Apa bedanya itu dengan wayang? Sekuens tinggi Jalur „Penonton“ sungguh menakutkan… Tapi, ini bahan tulisan yang sangat bagus. Di psikologi modern, „hipnosis“ memang sudah ada… Buku berikutnya akan kutulis kisah seorang protagonis perempuan yang sakit jiwa, setelah jatuh cinta pada seorang pria, memakai hipnosis agar pria itu pun mencintainya, dan di akhirnya barulah ketahuan bahwa pria itu ternyata seorang ahli hipnosis kawakan… Forsi membuka mulut lalu menutupnya lagi, tidak menanyakan apa pun lagi tentang Hervin Lambis, karena ia memang sama sekali tidak mengenal Penasihat Kerajaan itu.
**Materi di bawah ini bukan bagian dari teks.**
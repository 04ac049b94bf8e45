//! Error types for log auditing.

use thiserror::Error;

use crate::csv::CsvError;
use crate::model::{Snapshot, TxKind};
use crate::{ClientId, Transaction, TxId};

use super::DepositState;

/// A single row that breaks the lifecycle rules.
#[derive(Debug, Error, PartialEq, Eq)]
pub enum AuditError {
    #[error("duplicate transaction id {0}")]
    DuplicateTxId(TxId),

    #[error("{0}: account {1} is locked")]
    AccountLocked(TxKind, ClientId),

    #[error("{0}: transaction {1} has a non-positive amount")]
    NonPositiveAmount(TxKind, TxId),

    #[error("{0}: deposit {1} not found")]
    TxNotFound(TxKind, TxId),

    #[error("{0}: deposit {1} belongs to client {2}, not {3}")]
    ClientMismatch(TxKind, TxId, ClientId, ClientId),

    #[error("{0}: deposit {1} is {2:?}")]
    InvalidState(TxKind, TxId, DepositState),
}

/// Failure of a whole log check.
#[derive(Debug, Error)]
pub enum CheckError {
    #[error(transparent)]
    Csv(#[from] CsvError),

    #[error("row {row} ({tx:?}) rejected: {source}")]
    Rejected {
        row: u64,
        tx: Transaction,
        source: AuditError,
    },

    #[error("client {client}: expected {expected:?}, replay produced {actual:?}")]
    SnapshotMismatch {
        client: ClientId,
        expected: Snapshot,
        actual: Option<Snapshot>,
    },

    #[error("expected {expected} clients, replay produced {actual}")]
    ClientCount { expected: usize, actual: usize },
}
Klein menyampaikan hal Hervin Lambis terutama untuk mengingatkan Nona Keadilan agar waspada dan berhati-hati terhadap anggota Dewan Alkimis Psikologis itu. Kini, melihat tujuannya tercapai, ia beralih dan berkata:
„Ada satu hal lagi — bantu aku awasi Cyunas Korg. Ia adalah Wakil Direktur Seksi 9 Intelijen Militer dengan pangkat mayor jenderal. Di permukaan hanya Sekuens 5, tetapi pada kenyataannya sudah merupakan setengah dewa Jalur „Kaisar Hitam“, dengan inspirasi cukup kuat dan sangat peka terhadap tatapan orang lain.“
Cyunas Korg… „Keadilan“ Audrey mengulang nama itu dalam hati, dan mendapati ia tidak memiliki kesan apa pun tentang tuan ini.